UK-first energy project to research how 5G can cut consumer energy costs and carbon emissions
A new UK-first research project to investigate and strengthen links between 5G platforms and the energy sector to improve flexibility and resilience, cut consumer costs and carbon emissions has been launched. The ‘Green, Connected and Prosperous Britain’ research Network Plus project is funded by a £1.1million grant from UKRI and will make recommendations to the energy companies and government over the next two years.
The UK’s energy sector is a powerful example of risks we face with our current energy system:
- Most UK electricity grids which link power plants to homes/offices serve over 28million electricity points (smart meters & fuse boxes) are heavily centralised and often analogue-controlled. That means their facilities are brought online manually at times of peak demand creating major capacity risks increasing power cut risks at peak times e.g. in cold weather.
- The problems renewable energy has in producing energy consistently at all hours of the day when used in centralised and analogue-controlled electricity grids. Achieving net-zero in UK will require widespread renewable energy use, but with a different approach so it can produce consistent energy at all hours of the day That means using the huge potential of smart technology to produce renewable energy consistently around the clock.
Increased use of 5G in the energy sector to replace the UK’s centralised analogue systems could lead to huge carbon emission savings and huge savings for consumers because:
- 5G facilitates a radically different approach where people, buildings, cars etc no longer just use energy as ‘consumers’ but are enabled through smart technology to produce and offer energy back to the grid as ‘prosumers’. The huge increase in electric vehicle ownership and number of charging points near homes, offices and shops offers consumers the chance to provide as well as consume energy at a large scale for the first time. For example, instead of charging their car, a charging point owner could offer some of their charging time into the energy grid and be paid for the energy they sell. Doing this on a large scale could reduce peaks in demand through decisions made in communities and appropriate communications technology rather than by national centralised systems.
- 5G and smart technology enables widespread renewable energy use by moving away from decisions taken by centralised analogue energy systems to a decentralised system which enables people and their buildings to produce renewable energy and sell it into the network.
- Smart energy systems could save 7.7 billion tons of CO2 emissions, equivalent to over 23% of the global decarbonisation that is needed before 2050) compared to today's energy sector.
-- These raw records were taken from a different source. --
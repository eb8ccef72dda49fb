//! Reading single windows from delta links and raw spans from plain bases

use std::sync::Arc;

use bytes::Bytes;
use tracing::trace;

use crate::cache::CacheWeight;
use crate::chain::{BaseSource, BaseState, ReadContext, ReadState};
use crate::error::{CorruptAt, FsError, Result};
use crate::svndiff::DeltaWindow;

/// A decoded window together with the stream position just past it
#[derive(Debug, Clone, PartialEq, Eq)]
pub struct CachedWindow {
    pub window: DeltaWindow,
    /// Value of the link's `current` after reading this window
    pub end_offset: u64,
}

impl CacheWeight for CachedWindow {
    fn weight(&self) -> usize {
        self.window.weight() + 16
    }
}

fn beyond_end(state: &ReadState) -> FsError {
    FsError::corrupt("Reading one svndiff window read beyond the end of the representation")
        .located(&state.container, state.start)
}

/// Read window `desired` of `state`, skipping earlier windows that were not
/// consumed. `Ok(None)` means the link has no further windows.
pub fn read_window(ctx: &ReadContext, state: &mut ReadState, desired: u64) -> Result<Option<Arc<CachedWindow>>> {
    if state.chunk_index > desired {
        return Err(FsError::corrupt(format!(
            "Window {} requested after window {} was consumed",
            desired, state.chunk_index
        )));
    }

    let key = state.window_key(desired);
    if let Some(key) = &key {
        if let Some(cached) = ctx.caches.windows.get(key) {
            trace!("window {} of r{}/{} from cache", desired, key.rev, key.item);
            state.current = cached.end_offset;
            state.chunk_index = desired + 1;
            return Ok(Some(cached));
        }
    }

    if state.chunk_index == desired && state.is_exhausted() {
        return Ok(None);
    }

    let window = {
        let mut file = state.file.lock();
        file.seek(state.start + state.current)?;
        while state.chunk_index < desired {
            ctx.codec
                .skip_window(file.reader(), state.version)
                .map_err(|e| e.into_fs(file.path()))
                .corrupt_at(&state.container, state.start + state.current)?;
            state.chunk_index += 1;
            state.current = file.position()? - state.start;
            if state.is_exhausted() {
                if state.current == state.size && state.chunk_index == desired {
                    return Ok(None);
                }
                return Err(beyond_end(state));
            }
        }

        let window = ctx
            .codec
            .read_window(file.reader(), state.version)
            .map_err(|e| e.into_fs(file.path()))
            .corrupt_at(&state.container, state.start + state.current)?;
        state.current = file.position()? - state.start;
        window
    };
    state.chunk_index += 1;
    if state.current > state.size {
        return Err(beyond_end(state));
    }

    let cached = Arc::new(CachedWindow {
        window,
        end_offset: state.current,
    });
    if let Some(key) = key {
        ctx.caches.windows.set(key, cached.clone());
    }
    Ok(Some(cached))
}

/// Read `len` bytes at the base's cursor and advance it.
pub fn read_plain(base: &mut BaseState, len: u64) -> Result<Bytes> {
    let end = base
        .current
        .checked_add(len)
        .filter(|&end| end <= base.size)
        .ok_or_else(|| {
            FsError::corrupt(format!(
                "Reading {} bytes at offset {} of a {} byte plain representation",
                len, base.current, base.size
            ))
        })?;
    let bytes = match &base.source {
        BaseSource::Plain { file, start } => {
            let mut file = file.lock();
            file.seek(start + base.current)?;
            Bytes::from(file.read_vec(len)?)
        }
        BaseSource::Cached(data) | BaseSource::Container(data) => {
            let range = base.current as usize..end as usize;
            if range.end > data.len() {
                return Err(FsError::corrupt("Cached base is shorter than its recorded size"));
            }
            data.slice(range)
        }
    };
    base.current = end;
    Ok(bytes)
}

/// Source view of a window read from the base: `len` bytes at `offset`.
pub fn read_base_view(base: &mut BaseState, offset: u64, len: u64) -> Result<Bytes> {
    base.current = offset;
    read_plain(base, len)
}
The reductions are the result of changes in energy, mobility, transport and communications sector approach to change the way we score our net-zero goals.
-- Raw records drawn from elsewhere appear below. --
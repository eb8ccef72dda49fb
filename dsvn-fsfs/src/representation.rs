//! Representation locators and representation headers
//!
//! A locator is the `text:` / `props:` value of a node-revision:
//!
//! ```text
//! <rev|-1> <item> <size> <expanded-size> <md5> [<sha1> [<uniquifier>]]
//! ```
//!
//! A header is the first line of the stored bytes:
//!
//! ```text
//! PLAIN
//! DELTA
//! DELTA <base-rev> <base-item> <base-size>
//! ```

use std::fmt;

use crate::checksum::{Md5Digest, Sha1Digest};
use crate::error::{FsError, Result};
use crate::ids::{ContainerId, Revnum, TxnId};

/// Size of the svndiff stream header; a delta of exactly this size has no
/// windows and therefore expands to nothing.
pub const EMPTY_DELTA_SIZE: u64 = 4;

/// Terminator written after every stored representation
pub const ENDREP: &[u8] = b"ENDREP\n";

/// One stored blob
#[derive(Debug, Clone, PartialEq, Eq)]
pub struct Representation {
    pub container: ContainerId,
    /// Byte offset (physical addressing) or item index (logical addressing)
    pub item: u64,
    /// Bytes stored on disk, excluding header line and `ENDREP`
    pub size: u64,
    /// Decoded length; zero means "not recorded" in older formats
    pub expanded_size: u64,
    pub md5: Md5Digest,
    pub sha1: Option<Sha1Digest>,
    /// `<txn-id>/<number>`, only written together with a SHA-1
    pub uniquifier: Option<String>,
}

/// A node-revision's reference to its text or property representation
#[derive(Debug, Clone, PartialEq, Eq)]
pub enum RepRef {
    /// Stored representation, committed or in a proto-revision file
    Stored(Representation),
    /// Bare `-1`: the contents live in the transaction's node files
    Mutable(TxnId),
}

impl Representation {
    /// Parse a locator. `txn` is the transaction of the owning node-revision;
    /// it is required when the revision field is `-1`.
    pub fn parse(text: &str, txn: Option<&TxnId>) -> Result<Self> {
        let malformed = |what: &str| {
            FsError::corrupt(format!("Malformed representation locator '{}': {}", text, what))
        };

        let fields: Vec<&str> = text.split(' ').collect();
        if fields.len() < 5 || fields.len() > 7 {
            return Err(malformed("wrong number of fields"));
        }

        let container = if fields[0] == "-1" {
            match txn {
                Some(txn) => ContainerId::Txn(txn.clone()),
                None => return Err(malformed("transaction representation outside a transaction")),
            }
        } else {
            ContainerId::Rev(parse_number(fields[0]).ok_or_else(|| malformed("bad revision"))?)
        };

        let item = parse_number(fields[1]).ok_or_else(|| malformed("bad item address"))?;
        let size = parse_number(fields[2]).ok_or_else(|| malformed("bad size"))?;
        let expanded_size = parse_number(fields[3]).ok_or_else(|| malformed("bad expanded size"))?;
        let md5 = Md5Digest::from_hex(fields[4])?;
        let sha1 = match fields.get(5) {
            Some(hex_str) => Some(Sha1Digest::from_hex(hex_str)?),
            None => None,
        };
        let uniquifier = match fields.get(6) {
            Some(uniq) if uniq.is_empty() => return Err(malformed("empty uniquifier")),
            Some(uniq) => Some(uniq.to_string()),
            None => None,
        };

        Ok(Self {
            container,
            item,
            size,
            expanded_size,
            md5,
            sha1,
            uniquifier,
        })
    }

    pub fn revision(&self) -> Option<Revnum> {
        self.container.revision()
    }

    /// Whether this and `other` are the same stored bytes
    pub fn same_location(&self, other: &Representation) -> bool {
        self.container == other.container && self.item == other.item
    }
}

impl fmt::Display for Representation {
    fn fmt(&self, f: &mut fmt::Formatter<'_>) -> fmt::Result {
        match &self.container {
            ContainerId::Rev(rev) => write!(f, "{}", rev)?,
            ContainerId::Txn(_) => f.write_str("-1")?,
        }
        write!(
            f,
            " {} {} {} {}",
            self.item, self.size, self.expanded_size, self.md5
        )?;
        if let Some(sha1) = &self.sha1 {
            write!(f, " {}", sha1)?;
            if let Some(uniq) = &self.uniquifier {
                write!(f, " {}", uniq)?;
            }
        }
        Ok(())
    }
}

impl RepRef {
    pub fn parse(text: &str, txn: Option<&TxnId>) -> Result<Self> {
        if text == "-1" {
            return match txn {
                Some(txn) => Ok(RepRef::Mutable(txn.clone())),
                None => Err(FsError::corrupt(
                    "Mutable representation referenced outside a transaction",
                )),
            };
        }
        Representation::parse(text, txn).map(RepRef::Stored)
    }

    pub fn stored(&self) -> Option<&Representation> {
        match self {
            RepRef::Stored(rep) => Some(rep),
            RepRef::Mutable(_) => None,
        }
    }
}

impl fmt::Display for RepRef {
    fn fmt(&self, f: &mut fmt::Formatter<'_>) -> fmt::Result {
        match self {
            RepRef::Stored(rep) => rep.fmt(f),
            RepRef::Mutable(_) => f.write_str("-1"),
        }
    }
}

/// Decoded first line of a stored representation
#[derive(Debug, Clone, Copy, PartialEq, Eq)]
pub enum RepHeader {
    Plain,
    SelfDelta,
    Delta {
        base_rev: Revnum,
        base_item: u64,
        base_size: u64,
    },
}

impl RepHeader {
    /// Parse a header line without its trailing newline.
    pub fn parse(line: &[u8]) -> Result<Self> {
        let malformed = || {
            FsError::corrupt(format!(
                "Malformed representation header '{}'",
                String::from_utf8_lossy(line)
            ))
        };

        let text = std::str::from_utf8(line).map_err(|_| malformed())?;
        let tokens: Vec<&str> = text.split(' ').collect();
        match tokens.as_slice() {
            ["PLAIN"] => Ok(RepHeader::Plain),
            ["DELTA"] => Ok(RepHeader::SelfDelta),
            ["DELTA", rev, item, size] => Ok(RepHeader::Delta {
                base_rev: parse_number(rev).ok_or_else(malformed)?,
                base_item: parse_number(item).ok_or_else(malformed)?,
                base_size: parse_number(size).ok_or_else(malformed)?,
            }),
            _ => Err(malformed()),
        }
    }

    /// The header line including its newline
    pub fn to_line(&self) -> String {
        format!("{}\n", self)
    }

    pub fn is_delta(&self) -> bool {
        !matches!(self, RepHeader::Plain)
    }
}

impl fmt::Display for RepHeader {
    fn fmt(&self, f: &mut fmt::Formatter<'_>) -> fmt::Result {
        match self {
            RepHeader::Plain => f.write_str("PLAIN"),
            RepHeader::SelfDelta => f.write_str("DELTA"),
            RepHeader::Delta {
                base_rev,
                base_item,
                base_size,
            } => write!(f, "DELTA {} {} {}", base_rev, base_item, base_size),
        }
    }
}

/// Strict decimal: digits only, no sign, no whitespace
pub(crate) fn parse_number(s: &str) -> Option<u64> {
    if s.is_empty() || !s.bytes().all(|b| b.is_ascii_digit()) {
        return None;
    }
    s.parse().ok()
}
A team of researchers led by Professor Sandra Dudley-McEvoy from London South Bank University (LSBU) with partners from three universities, (Professor Goran Strbac, Imperial College London, Professor Maziar Nekovee University of Sussex, Dr Kathryn Buchanan and Professor Riccardo Russo, University of Essex), will conduct a detailed research study over two years.
Sandra Dudley-McEvoy, Professor of Communication systems and Director of Research in LSBU’s School of Engineering, said, “Our £1.1 million research project will for the first time investigate how smart technology and 5G can cut consumer energy costs and carbon emissions. It’s vital we think in new ways about where we get our energy from and how it’s produced. If we don’t we risk increased financial costs and irreparable damage to our planet. One area our research network will study is how smart technology can be used to enable a decentralised network that assists people to produce and sell energy back into the grid, instead of just consuming energy from centralised systems. That could mean carbon emission cuts and savings in how much we spend on our energy bills.”
The ‘Green, Connected and Prosperous Britain’ research project will be holding the first of many meetings with large and small energy companies and technology leaders on April 19th 2022 to encourage collaboration and dialogue to cut energy costs. If you would like to attend please email: Daniela DeGiglio, Network Plus project manager: degigld2@lsbu.ac.uk
Better use of 5G and smart technology in the energy system could provide greater security for energy supplies, using information on power availability in one part of the country could easily be used to deploy energy to another area that requires
Research by The Carbon Trust predicted smart energy systems enabling prosumer evolution and IoT deployment could prevent overbuild of capacity worth 16,000-terawatt hours of annual generation which, based on today's electricity prices, could save $1.9 trillion per year by 2050.